use crate::models::errors::ProtocolError;
use crate::models::messages::{send_event, ServerEvent};
use crate::models::types::TimeControl;
use crate::registry::room_session::{ConnHandle, Join, RoomSession, Shutdown};
use actix::prelude::*;
use log::{info, warn};
use rand::Rng;
use std::collections::hash_map::Entry;
use std::collections::HashMap;

pub mod room_session;

pub const CODE_LEN: usize = 6;
const CODE_ALPHABET: &[u8] = b"ABCDEFGHIJKLMNOPQRSTUVWXYZ0123456789";

/// Owner of the `code -> room` map. Creation, lookup and removal are
/// serialized here; everything else happens inside the room actors.
pub struct RoomRegistry {
    rooms: HashMap<String, Addr<RoomSession>>,
}

/// Open a fresh room and seat the requester in it.
#[derive(Message)]
#[rtype(result = "()")]
pub struct OpenRoom {
    pub time_control: TimeControl,
    pub conn: ConnHandle,
}

/// Look up a room by code and forward the requester into it.
#[derive(Message)]
#[rtype(result = "()")]
pub struct JoinExisting {
    pub code: String,
    pub conn: ConnHandle,
}

/// A room reports itself empty. The registry drops the mapping and
/// confirms the shutdown; the room only stops once that confirmation
/// arrives, so a join can never be forwarded into a dead room.
#[derive(Message)]
#[rtype(result = "()")]
pub struct RoomClosed {
    pub code: String,
    pub room: Addr<RoomSession>,
}

/// A join slipped into a room between its closed report and the shutdown
/// confirmation; the room asks to be listed again.
#[derive(Message)]
#[rtype(result = "()")]
pub struct Reinstate {
    pub code: String,
    pub room: Addr<RoomSession>,
}

impl RoomRegistry {
    pub fn new() -> RoomRegistry {
        RoomRegistry {
            rooms: HashMap::new(),
        }
    }

    fn fresh_code(&self) -> String {
        let mut rng = rand::thread_rng();
        loop {
            let code = random_code(&mut rng);
            if !self.rooms.contains_key(&code) {
                return code;
            }
        }
    }
}

impl Actor for RoomRegistry {
    type Context = Context<Self>;
}

impl Handler<OpenRoom> for RoomRegistry {
    type Result = ();

    fn handle(&mut self, msg: OpenRoom, ctx: &mut Context<Self>) {
        let code = self.fresh_code();
        let room = RoomSession::new(code.clone(), msg.time_control, ctx.address()).start();
        self.rooms.insert(code.clone(), room.clone());
        info!("opened room {} ({:?})", code, msg.time_control.kind);
        room.do_send(Join {
            conn: msg.conn,
            newly_created: true,
        });
    }
}

impl Handler<JoinExisting> for RoomRegistry {
    type Result = ();

    fn handle(&mut self, msg: JoinExisting, _: &mut Context<Self>) {
        let code = normalize_code(&msg.code);
        match self.rooms.get(&code) {
            Some(room) => room.do_send(Join {
                conn: msg.conn,
                newly_created: false,
            }),
            None => {
                let err = ProtocolError::RoomNotFound { code };
                send_event(&msg.conn.out, &ServerEvent::rejection(&err));
            }
        }
    }
}

impl Handler<RoomClosed> for RoomRegistry {
    type Result = ();

    fn handle(&mut self, msg: RoomClosed, _: &mut Context<Self>) {
        if self.rooms.get(&msg.code) == Some(&msg.room) {
            self.rooms.remove(&msg.code);
            info!("room {} closed", msg.code);
        }
        msg.room.do_send(Shutdown);
    }
}

impl Handler<Reinstate> for RoomRegistry {
    type Result = ();

    fn handle(&mut self, msg: Reinstate, _: &mut Context<Self>) {
        match self.rooms.entry(msg.code) {
            Entry::Vacant(slot) => {
                info!("room {} relisted after a join raced its shutdown", slot.key());
                slot.insert(msg.room);
            }
            Entry::Occupied(slot) => {
                if slot.get() != &msg.room {
                    warn!("room code {} was reissued; the older room stays unlisted", slot.key());
                }
            }
        }
    }
}

/// Six characters from the 36-symbol alphabet `A-Z0-9`.
pub fn random_code<R: Rng>(rng: &mut R) -> String {
    (0..CODE_LEN)
        .map(|_| CODE_ALPHABET[rng.gen_range(0..CODE_ALPHABET.len())] as char)
        .collect()
}

/// Codes compare case-insensitively and ignore surrounding whitespace.
pub fn normalize_code(raw: &str) -> String {
    raw.trim().to_ascii_uppercase()
}

#[cfg(test)]
mod tests {
    use super::*;
    use rand::rngs::StdRng;
    use rand::SeedableRng;

    #[test]
    fn codes_are_six_symbols_from_the_alphabet() {
        let mut rng = StdRng::seed_from_u64(7);
        for _ in 0..100 {
            let code = random_code(&mut rng);
            assert_eq!(code.len(), CODE_LEN);
            assert!(code.bytes().all(|b| CODE_ALPHABET.contains(&b)), "{code}");
        }
    }

    #[test]
    fn lookup_codes_are_normalized() {
        assert_eq!(normalize_code("  ab12cd "), "AB12CD");
        assert_eq!(normalize_code("AB12CD"), "AB12CD");
    }
}
use crate::models::errors::ProtocolError;
use crate::models::types::{EndReason, GameOutcome, Side};
use chess::{Board, BoardStatus, ChessMove, Color, Game, MoveGen, Piece, Square};
use std::collections::HashMap;
use std::str::FromStr;

/// Board state for one game plus the bookkeeping the move generator does not
/// carry itself: the halfmove clock and how often each position has occurred.
pub struct Position {
    game: Game,
    halfmove_clock: u32,
    repetitions: HashMap<u64, u8>,
}

/// What a just-applied move did, recorded before and after application.
#[derive(Debug, Clone)]
pub struct MoveFacts {
    pub mover: Side,
    pub uci: String,
    pub piece: Piece,
    pub captured: Option<Piece>,
    pub promotion: Option<Piece>,
    pub gives_check: bool,
}

impl MoveFacts {
    pub fn is_capture(&self) -> bool {
        self.captured.is_some()
    }
}

impl Position {
    pub fn initial() -> Position {
        let game = Game::new();
        let mut repetitions = HashMap::new();
        repetitions.insert(game.current_position().get_hash(), 1);
        Position {
            game,
            halfmove_clock: 0,
            repetitions,
        }
    }

    /// Start from an arbitrary position. The halfmove clock restarts at
    /// zero because the board does not retain the FEN's counter.
    pub fn from_fen(fen: &str) -> Result<Position, chess::Error> {
        let board = Board::from_str(fen)?;
        let mut repetitions = HashMap::new();
        repetitions.insert(board.get_hash(), 1);
        Ok(Position {
            game: Game::new_with_board(board),
            halfmove_clock: 0,
            repetitions,
        })
    }

    pub fn side_to_move(&self) -> Side {
        self.game.side_to_move().into()
    }

    pub fn fen(&self) -> String {
        self.game.current_position().to_string()
    }

    pub fn halfmove_clock(&self) -> u32 {
        self.halfmove_clock
    }

    /// Validate and apply one move given in coordinate notation such as
    /// "e2e4" or "e7e8q". Promotions must name the piece explicitly. On
    /// success the position advances and the move's facts are returned; on
    /// failure the position is untouched.
    pub fn apply(&mut self, mv: &str) -> Result<MoveFacts, ProtocolError> {
        let uci = mv.trim().to_ascii_lowercase();
        let candidate = ChessMove::from_str(&uci).map_err(|_| illegal(&uci))?;

        let board = self.game.current_position();
        if !MoveGen::new_legal(&board).any(|legal| legal == candidate) {
            return Err(illegal(&uci));
        }

        let mover = self.side_to_move();
        let piece = match board.piece_on(candidate.get_source()) {
            Some(piece) => piece,
            None => return Err(illegal(&uci)),
        };
        // A pawn leaving its file always captures; en passant leaves the
        // destination square empty but still takes a pawn.
        let mut captured = board.piece_on(candidate.get_dest());
        if captured.is_none()
            && piece == Piece::Pawn
            && candidate.get_source().get_file() != candidate.get_dest().get_file()
        {
            captured = Some(Piece::Pawn);
        }

        if !self.game.make_move(candidate) {
            return Err(illegal(&uci));
        }

        if piece == Piece::Pawn || captured.is_some() {
            self.halfmove_clock = 0;
            // An irreversible move means no earlier position can recur.
            self.repetitions.clear();
        } else {
            self.halfmove_clock += 1;
        }
        let after = self.game.current_position();
        *self.repetitions.entry(after.get_hash()).or_insert(0) += 1;

        Ok(MoveFacts {
            mover,
            uci,
            piece,
            captured,
            promotion: candidate.get_promotion(),
            gives_check: after.checkers().popcnt() > 0,
        })
    }

    /// Whether the position itself has ended the game, and how. Timeout,
    /// resignation and agreement are decided above this layer.
    pub fn terminal(&self) -> Option<GameOutcome> {
        let board = self.game.current_position();
        match board.status() {
            BoardStatus::Checkmate => Some(GameOutcome::win(
                EndReason::Checkmate,
                self.side_to_move().opponent(),
            )),
            BoardStatus::Stalemate => Some(GameOutcome::draw(EndReason::Stalemate)),
            BoardStatus::Ongoing => {
                let occurrences = self
                    .repetitions
                    .get(&board.get_hash())
                    .copied()
                    .unwrap_or(0);
                if occurrences >= 3 {
                    Some(GameOutcome::draw(EndReason::Repetition))
                } else if self.halfmove_clock >= 100 {
                    Some(GameOutcome::draw(EndReason::FiftyMoveRule))
                } else if insufficient_material(&board) {
                    Some(GameOutcome::draw(EndReason::InsufficientMaterial))
                } else {
                    None
                }
            }
        }
    }

    #[cfg(test)]
    fn force_halfmove_clock(&mut self, clock: u32) {
        self.halfmove_clock = clock;
    }
}

/// Neither side can possibly deliver mate: bare kings, a lone minor piece,
/// or one bishop each with both bishops on the same square shade.
fn insufficient_material(board: &Board) -> bool {
    let heavy =
        *board.pieces(Piece::Pawn) | *board.pieces(Piece::Rook) | *board.pieces(Piece::Queen);
    if heavy.popcnt() > 0 {
        return false;
    }
    let knights = *board.pieces(Piece::Knight);
    let bishops = *board.pieces(Piece::Bishop);
    match (knights.popcnt(), bishops.popcnt()) {
        (0, 0) | (1, 0) | (0, 1) => true,
        (0, 2) => {
            let white = (bishops & *board.color_combined(Color::White)).popcnt();
            let black = (bishops & *board.color_combined(Color::Black)).popcnt();
            if white != 1 || black != 1 {
                return false;
            }
            let mut shades = bishops.map(square_shade);
            match shades.next() {
                Some(first) => shades.all(|shade| shade == first),
                None => false,
            }
        }
        _ => false,
    }
}

fn square_shade(square: Square) -> usize {
    (square.get_rank().to_index() + square.get_file().to_index()) % 2
}

fn illegal(mv: &str) -> ProtocolError {
    ProtocolError::IllegalMove { mv: mv.to_string() }
}

#[cfg(test)]
mod tests {
    use super::*;

    fn play(position: &mut Position, moves: &[&str]) {
        for mv in moves {
            position.apply(mv).unwrap();
        }
    }

    #[test]
    fn opening_move_applies_and_reports_facts() {
        let mut position = Position::initial();
        let facts = position.apply("e2e4").unwrap();
        assert_eq!(facts.mover, Side::White);
        assert_eq!(facts.piece, Piece::Pawn);
        assert!(!facts.is_capture());
        assert!(!facts.gives_check);
        assert_eq!(position.side_to_move(), Side::Black);
        assert!(position.fen().contains(" b "));
    }

    #[test]
    fn rejects_garbage_and_illegal_moves_without_side_effects() {
        let mut position = Position::initial();
        assert!(matches!(
            position.apply("banana"),
            Err(ProtocolError::IllegalMove { .. })
        ));
        assert!(matches!(
            position.apply("e2e5"),
            Err(ProtocolError::IllegalMove { .. })
        ));
        // Moving for the wrong side is just another illegal move here.
        assert!(matches!(
            position.apply("e7e5"),
            Err(ProtocolError::IllegalMove { .. })
        ));
        assert_eq!(position.side_to_move(), Side::White);
        assert_eq!(position.halfmove_clock(), 0);
    }

    #[test]
    fn input_is_case_and_whitespace_tolerant() {
        let mut position = Position::initial();
        let facts = position.apply(" E2E4 ").unwrap();
        assert_eq!(facts.uci, "e2e4");
    }

    #[test]
    fn captures_are_detected() {
        let mut position = Position::initial();
        play(&mut position, &["e2e4", "d7d5"]);
        let facts = position.apply("e4d5").unwrap();
        assert_eq!(facts.captured, Some(Piece::Pawn));
    }

    #[test]
    fn en_passant_counts_as_capture() {
        let mut position = Position::initial();
        play(&mut position, &["e2e4", "a7a6", "e4e5", "d7d5"]);
        let facts = position.apply("e5d6").unwrap();
        assert_eq!(facts.captured, Some(Piece::Pawn));
    }

    #[test]
    fn promotion_requires_explicit_piece() {
        let mut position = Position::from_fen("8/P7/8/8/8/8/7k/K7 w - - 0 1").unwrap();
        assert!(position.apply("a7a8").is_err());
        let facts = position.apply("a7a8q").unwrap();
        assert_eq!(facts.promotion, Some(Piece::Queen));
    }

    #[test]
    fn fools_mate_is_checkmate_for_black() {
        let mut position = Position::initial();
        play(&mut position, &["f2f3", "e7e5", "g2g4"]);
        let facts = position.apply("d8h4").unwrap();
        assert!(facts.gives_check);
        let outcome = position.terminal().unwrap();
        assert_eq!(outcome.reason, EndReason::Checkmate);
        assert_eq!(outcome.winner, Some(Side::Black));
    }

    #[test]
    fn stalemate_is_a_draw() {
        let position = Position::from_fen("7k/5Q2/6K1/8/8/8/8/8 b - - 0 1").unwrap();
        let outcome = position.terminal().unwrap();
        assert_eq!(outcome.reason, EndReason::Stalemate);
        assert_eq!(outcome.winner, None);
    }

    #[test]
    fn threefold_repetition_ends_the_game() {
        let mut position = Position::initial();
        play(&mut position, &["g1f3", "g8f6", "f3g1", "f6g8"]);
        assert!(position.terminal().is_none());
        play(&mut position, &["g1f3", "g8f6", "f3g1"]);
        position.apply("f6g8").unwrap();
        let outcome = position.terminal().unwrap();
        assert_eq!(outcome.reason, EndReason::Repetition);
    }

    #[test]
    fn pawn_moves_and_captures_reset_the_halfmove_clock() {
        let mut position = Position::initial();
        play(&mut position, &["g1f3", "g8f6"]);
        assert_eq!(position.halfmove_clock(), 2);
        position.apply("e2e4").unwrap();
        assert_eq!(position.halfmove_clock(), 0);
    }

    #[test]
    fn hundred_quiet_halfmoves_end_the_game() {
        let mut position = Position::from_fen("8/8/8/3k4/8/3K4/8/R7 w - - 0 1").unwrap();
        position.force_halfmove_clock(99);
        position.apply("a1a2").unwrap();
        let outcome = position.terminal().unwrap();
        assert_eq!(outcome.reason, EndReason::FiftyMoveRule);
    }

    #[test]
    fn bare_kings_and_lone_minors_are_dead_draws() {
        for fen in [
            "8/8/4k3/8/8/3K4/8/8 w - - 0 1",
            "8/8/4k3/8/8/3KB3/8/8 w - - 0 1",
            "8/8/4k3/8/8/3KN3/8/8 w - - 0 1",
        ] {
            let position = Position::from_fen(fen).unwrap();
            let outcome = position.terminal().unwrap();
            assert_eq!(outcome.reason, EndReason::InsufficientMaterial, "{fen}");
        }
    }

    #[test]
    fn same_shade_opposing_bishops_are_a_dead_draw() {
        let position = Position::from_fen("8/8/3bk3/8/8/3KB3/8/8 w - - 0 1").unwrap();
        let outcome = position.terminal().unwrap();
        assert_eq!(outcome.reason, EndReason::InsufficientMaterial);
    }

    #[test]
    fn live_material_is_not_a_dead_draw() {
        for fen in [
            // Opposite-shade bishops.
            "8/8/3bk3/8/8/3K4/4B3/8 w - - 0 1",
            // Knight each.
            "8/8/3nk3/8/8/3KN3/8/8 w - - 0 1",
            // Both bishops on one side.
            "8/8/4k3/8/8/2BKB3/8/8 w - - 0 1",
            // A rook on the board.
            "8/8/4k3/8/8/3K4/8/R7 w - - 0 1",
            // A pawn on the board.
            "8/8/4k3/8/8/3K4/4P3/8 w - - 0 1",
        ] {
            let position = Position::from_fen(fen).unwrap();
            assert!(position.terminal().is_none(), "{fen}");
        }
    }
}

####

◆ WHAT TO WORK ON:
Lines that include the word "RoomClosed" are to be extracted from the data above.

◆ SOLVED EXERCISE:
pub struct RoomClosed {
impl Handler<RoomClosed> for RoomRegistry {
    fn handle(&mut self, msg: RoomClosed, _: &mut Context<Self>) {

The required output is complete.